__PROBLEM STATEMENT__. The line containing "only reports them" marks the end: restate word for word every line from the first line of the entries below through that one.
(RECORDS PROVIDED)
use std::collections::{BTreeSet, HashMap, HashSet};
use super::age_group::extract_age_group;
use super::types::{AllocationRecord, DuplicateSlot};

/// Sorts team names by age ordinal, then by the full name
pub fn sort_team_names(names: &mut [String]) {
    names.sort_by(|a, b| {
        extract_age_group(a)
            .cmp(&extract_age_group(b))
            .then_with(|| a.cmp(b))
    });
}

/// Distinct team names of all records, in display order
pub fn build_team_universe(records: &[AllocationRecord]) -> Vec<String> {
    let distinct: HashSet<&str> = records.iter().map(|r| r.team_name.as_str()).collect();
    let mut names: Vec<String> = distinct.into_iter().map(str::to_string).collect();
    sort_team_names(&mut names);
    names
}

/// Lists (team, date) pairs that occur more than once
/// The pivot keeps only the last of these; this only reports them
pub fn find_duplicate_slots(records: &[AllocationRecord]) -> Vec<DuplicateSlot> {
    let mut counts: HashMap<(&str, &str), usize> = HashMap::new();
    for record in records {
        *counts
            .entry((record.team_name.as_str(), record.date.as_str()))
            .or_insert(0) += 1;
    }

    let teams = build_team_universe(records);
    let team_rank: HashMap<&str, usize> = teams
        .iter()
        .enumerate()
        .map(|(rank, name)| (name.as_str(), rank))
        .collect();

    let duplicated: BTreeSet<(usize, &str, &str, usize)> = counts
        .into_iter()
        .filter(|(_, count)| *count > 1)
        .map(|((team, date), count)| (team_rank[team], team, date, count))
        .collect();

    duplicated
        .into_iter()
        .map(|(_, team, date, count)| DuplicateSlot {
            team_name: team.to_string(),
            date: date.to_string(),
            count,
        })
        .collect()
}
(End RECORDS PROVIDED)
__OUTPUT__.
use std::collections::{BTreeSet, HashMap, HashSet};
use super::age_group::extract_age_group;
use super::types::{AllocationRecord, DuplicateSlot};

/// Sorts team names by age ordinal, then by the full name
pub fn sort_team_names(names: &mut [String]) {
    names.sort_by(|a, b| {
        extract_age_group(a)
            .cmp(&extract_age_group(b))
            .then_with(|| a.cmp(b))
    });
}

/// Distinct team names of all records, in display order
pub fn build_team_universe(records: &[AllocationRecord]) -> Vec<String> {
    let distinct: HashSet<&str> = records.iter().map(|r| r.team_name.as_str()).collect();
    let mut names: Vec<String> = distinct.into_iter().map(str::to_string).collect();
    sort_team_names(&mut names);
    names
}

/// Lists (team, date) pairs that occur more than once
/// The pivot keeps only the last of these; this only reports them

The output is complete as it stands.